▸ Instructions to follow
Scan the entries below for the word "failed". Copy out every line in which it occurs.

Top of Records provided

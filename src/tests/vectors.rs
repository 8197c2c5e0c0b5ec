//! End-to-end test vectors.

use crate::{decrypt, decrypt_to, encrypt, encrypt_to};
use alloc::vec::Vec;

fn hex_to_bytes(hex: &str) -> Vec<u8> {
    hex::decode(
        hex.chars()
            .filter(|c| !c.is_whitespace())
            .collect::<String>(),
    )
    .unwrap()
}

fn run_test_vector(
    test_num: usize,
    key_hex: &str,
    nonce_hex: &str,
    ad_hex: &str,
    msg: &[u8],
    expected_ct_hex: &str,
    expected_tag_hex: &str,
) {
    let key = hex_to_bytes(key_hex);
    let nonce = hex_to_bytes(nonce_hex);
    let ad = hex_to_bytes(ad_hex);
    let expected_ct = hex_to_bytes(expected_ct_hex);
    let expected_tag = hex_to_bytes(expected_tag_hex);

    // Encryption must reproduce both ciphertext and tag.
    let (ciphertext, tag) = encrypt(msg, &ad, &key, &nonce)
        .unwrap_or_else(|e| panic!("vector {test_num}: encryption failed: {e}"));
    assert_eq!(
        ciphertext, expected_ct,
        "vector {test_num}: ciphertext mismatch"
    );
    assert_eq!(tag.as_slice(), &expected_tag[..], "vector {test_num}: tag mismatch");

    // The buffer-based path must agree with the allocating path.
    let mut ct_buf = alloc::vec![0u8; msg.len()];
    let mut tag_buf = [0u8; 16];
    encrypt_to(msg, &ad, &key, &nonce, &mut ct_buf, &mut tag_buf)
        .unwrap_or_else(|e| panic!("vector {test_num}: encrypt_to failed: {e}"));
    assert_eq!(ct_buf, expected_ct);
    assert_eq!(tag_buf, tag);

    // Decryption must round-trip.
    let decrypted = decrypt(&ciphertext, &tag, &ad, &key, &nonce)
        .unwrap_or_else(|e| panic!("vector {test_num}: decryption failed: {e}"));
    assert_eq!(decrypted, msg, "vector {test_num}: decryption mismatch");

    let mut msg_buf = alloc::vec![0u8; ciphertext.len()];
    decrypt_to(&ciphertext, &tag, &ad, &key, &nonce, &mut msg_buf)
        .unwrap_or_else(|e| panic!("vector {test_num}: decrypt_to failed: {e}"));
    assert_eq!(msg_buf, msg);

    // A corrupted tag must be rejected.
    let mut bad_tag = tag;
    bad_tag[0] ^= 1;
    assert!(
        decrypt(&ciphertext, &bad_tag, &ad, &key, &nonce).is_err(),
        "vector {test_num}: corrupted tag accepted"
    );
}

#[test]
fn test_vector_1_empty_plaintext_no_ad() {
    run_test_vector(
        1,
        "4b7a9c3ef8d2165a0b3e5f8c9d4a7b1e2c5f8a9d3b6e4c7f0a1d2e5b8c9f4a7d",
        "a5b8c2d9e3f4a7b1c8d5e9f2a3b6c7d8",
        "",
        b"",
        "",
        "e3b7c5993e804d7e1f95905fe8fa1d74",
    );
}

#[test]
fn test_vector_2_single_block_plaintext_no_ad() {
    run_test_vector(
        2,
        "2f8e4d7c3b9a5e1f8d2c6b4a9f3e7d5c1b8a6f4e3d2c9b5a8f7e6d4c3b2a1f9e",
        "7c3e9f5a1d8b4c6f2e9a5d7b3f8c1e4a",
        "",
        &hex_to_bytes("55f00fcc339669aa55f00fcc339669aa"),
        "66fc201d96ace3ca550326964c2fa950",
        "2e4d9b3bf320283de63ea5547454878d",
    );
}

#[test]
fn test_vector_3_empty_plaintext_with_ad() {
    run_test_vector(
        3,
        "9f3e7d5c4b8a2f1e9d8c7b6a5f4e3d2c1b0a9f8e7d6c5b4a3f2e1d0c9b8a7f6e",
        "3d8c7f2a5b9e4c1f8a6d3b7e5c2f9a4d",
        "394a5b6c7d8e9fb0c1d2e3f405162738495a6b7c8d9eafc0d1e2f30415263748",
        b"",
        "",
        "531a4d1ed47bda55d01cc510512099e4",
    );
}

#[test]
fn test_vector_4_single_byte_plaintext() {
    run_test_vector(
        4,
        "7b6a5f4e3d2c1b0a9f8e7d6c5b4a3f2e1d0c9b8a7f6e5d4c3b2a1f0e9d8c7b6a",
        "2e7c9f5d3b8a4c6f1e9b5d7a3f8c2e4a",
        "",
        &[0xff],
        "51",
        "588535eb70c53ba5cce0d215194cb1c9",
    );
}

#[test]
fn test_vector_5_two_blocks_plaintext_with_ad() {
    run_test_vector(
        5,
        "4c8b7a9f3e5d2c6b1a8f9e7d6c5b4a3f2e1d0c9b8a7f6e5d4c3b2a1f0e9d8c7b",
        "7e3c9a5f1d8b4e6c2a9f5d7b3e8c1a4f",
        "c3d4e5f60718293a4b5c6d7e8fa0b1c2d3e4f5061728394a5b6c7d8e9fb0c1d2\
         e3f405162738495a6b7c8d9eafc0d1e2",
        &hex_to_bytes("aa55f00fcc339669aa55f00fcc339669aa55f00fcc339669aa55f00fcc339669"),
        "03694107097ff7ea0b1eac408fabb60acd89df4d0288fa9063309e5e323bf78f",
        "2a3144f369a893c3d756f262067e5e59",
    );
}

#[test]
fn test_vector_6_all_zeros_plaintext_with_ad() {
    run_test_vector(
        6,
        "9e8d7c6b5a4f3e2d1c0b9a8f7e6d5c4b3a2f1e0d9c8b7a6f5e4d3c2b1a0f9e8d",
        "5f9d3b7e2c8a4f6d1b9e5c7a3d8f2b6e",
        "daebfc0d1e2f405162738495a6b7c8d9",
        &[0u8; 128],
        "eef78d00c4de4c557d5c769e499af7b98e5ad36cdaf1ff775a8629d82751e97e\
         8f98caa0773fe81ee40266f0d52ddbbef621504863bf39552682b29748f8c244\
         5c176cd63865732141edc59073cff90e5996a23a763f8dd058a6a91ada1d8f83\
         2f5e600b39f799a698228b68d20cd189e5e423b253a44c78060435050698ccae",
        "59970b0b35a7822f3b88b63396c2da98",
    );
}

// The vectors below pin the 16-block batched path and its guard. With no
// associated data the rotation offset stays at zero, so a 256-byte message
// is exactly one batch; a single absorbed AD block leaves the offset
// unaligned and forces the same message through the scalar path instead.

const BATCH_KEY: &str = "000102030405060708090a0b0c0d0e0f101112131415161718191a1b1c1d1e1f";
const BATCH_NONCE: &str = "0f0e0d0c0b0a09080706050403020100";
const BATCH_CT_256: &str =
    "337f8828a50f453e5ae96300319893e1a305bdb8c39ce2d882211a2d9e5174de\
     541ec5900493d4030e9c71d957f725dfa936d41dc25195447dbf0ee2fe77f8e8\
     0e359ff211a459f2a307b3980816793d813752c3cd6225c7709dc3051212a892\
     b43b76167e4b0a2b0f298af5d8ec1ec583084356c2c9823046e4dde708213295\
     a82d3236b25e32338613b4deb93ae3e29b94708eeead238c0dacf7527801ab0a\
     e461eec0a0c96990dd6653a2c1ed97b0a141ff9789ac7c2a2bd70db4e58aebb1\
     7a4b74dde37913d6baf9c549730ef2cfc7c26507652d21b460ad59eb53f304bc\
     65c203175105d0a742b8f65bdf567c4c291cf2981ccda4f2446346a31a1ec7f5";

fn counting_msg(len: usize) -> Vec<u8> {
    (0..len).map(|i| i as u8).collect()
}

#[test]
fn test_vector_batch_aligned_256() {
    run_test_vector(
        7,
        BATCH_KEY,
        BATCH_NONCE,
        "",
        &counting_msg(256),
        BATCH_CT_256,
        "048b99065c941e27221e8a076a54d84b",
    );
}

#[test]
fn test_vector_batch_plus_partial_257() {
    let ct: String = alloc::format!("{BATCH_CT_256}f7");
    run_test_vector(
        8,
        BATCH_KEY,
        BATCH_NONCE,
        "",
        &counting_msg(257),
        &ct,
        "b17eb622e2e50f8a482ae0ec26b964c1",
    );
}

#[test]
fn test_vector_batched_ad_and_message() {
    let ad: String = (0..256usize)
        .map(|i| alloc::format!("{:02x}", 255 - i))
        .collect();
    run_test_vector(
        9,
        BATCH_KEY,
        BATCH_NONCE,
        &ad,
        &counting_msg(256),
        "17af24f24dab00b811757e6338f7551f2ca35ea59007b72f5e560a11746804aa\
         ff6f99743b8cde17cd4e8d7b835a069a1ec2ac396793dfe3c328ed0ea99d952b\
         f0d04e41cb474a3955c9447d7a6ee4fdec063bba49333d169e7dd488ab083108\
         41ba7c7c168b77f617bf0b486cca1308d50a189753282e0fb7bfb75547f81e09\
         d0683cdf0d2616696f5a08d1cae1a3a876094f8577a81fe2b9e08d2d312a6fe6\
         9a3fc5e3b9d06aa1981aed12123290691ea2bcc0aec32a2f580baea603c36efd\
         e14d800b2ee9833461da73a4a6a9043b24c6a84a2548334ba08ba75ef1a1e491\
         dcde1d53afd531a304af6a01ae1e6dffcc03868ac9dd9fa358b47e5ced9e4a81",
        "3cd05ef0582bb184153e546827d31caf",
    );
}

#[test]
fn test_vector_unaligned_offset_scalar_256() {
    run_test_vector(
        10,
        BATCH_KEY,
        BATCH_NONCE,
        "ffeeddccbbaa99887766554433221100",
        &counting_msg(256),
        "b315ada8d38cf2c892310a3d8e4164ce506b995e3e566f217b7971c2b159b01e\
         281a6abf8147e3a899c61b4521cdb7573e6884c5974dead4150b8392bade4e2b\
         025b50e66ec599c4664da731786671d26c2fae84be507138943bafa284bab7db\
         acafa405ddd5afde10188c994a568e3aaac8ab6613ec1bbbdf4c3a3d6b1d3d39\
         c2283fe66cde1fcca0a2698966b39f5c59237bd4832643f050a9af4dfef7ceb0\
         0e209391553a52565cedbbf24e344c4e6d77d2ab0ec377d1f336178a4fef7d76\
         852049823a3f940c07a067b6d4b7d80e5c1cf2554ab2f486013dcf69bf70f4fc\
         8bbe387e10459abf692158b4c9e4a445e09c0352decaaecc4c289b4ddd420f26",
        "ad01c1b6363211aa36d7579296d11efb",
    );
}

#[cfg(test)]
mod aesl_tests {
    use crate::intrinsics;

    #[test]
    fn test_aesl_known_answer() {
        let input = [
            0x00, 0x11, 0x22, 0x33, 0x44, 0x55, 0x66, 0x77, 0x88, 0x99, 0xaa, 0xbb, 0xcc, 0xdd,
            0xee, 0xff,
        ];
        let expected = [
            0x63, 0x79, 0xe6, 0xd9, 0xf4, 0x67, 0xfb, 0x76, 0xad, 0x06, 0x3c, 0xf4, 0xd2, 0xeb,
            0x8a, 0xa3,
        ];

        assert_eq!(intrinsics::aesl(&input), expected);
    }
}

Bottom of Records provided

▸ Task answer
        .unwrap_or_else(|e| panic!("vector {test_num}: encryption failed: {e}"));
        .unwrap_or_else(|e| panic!("vector {test_num}: encrypt_to failed: {e}"));
        .unwrap_or_else(|e| panic!("vector {test_num}: decryption failed: {e}"));
        .unwrap_or_else(|e| panic!("vector {test_num}: decrypt_to failed: {e}"));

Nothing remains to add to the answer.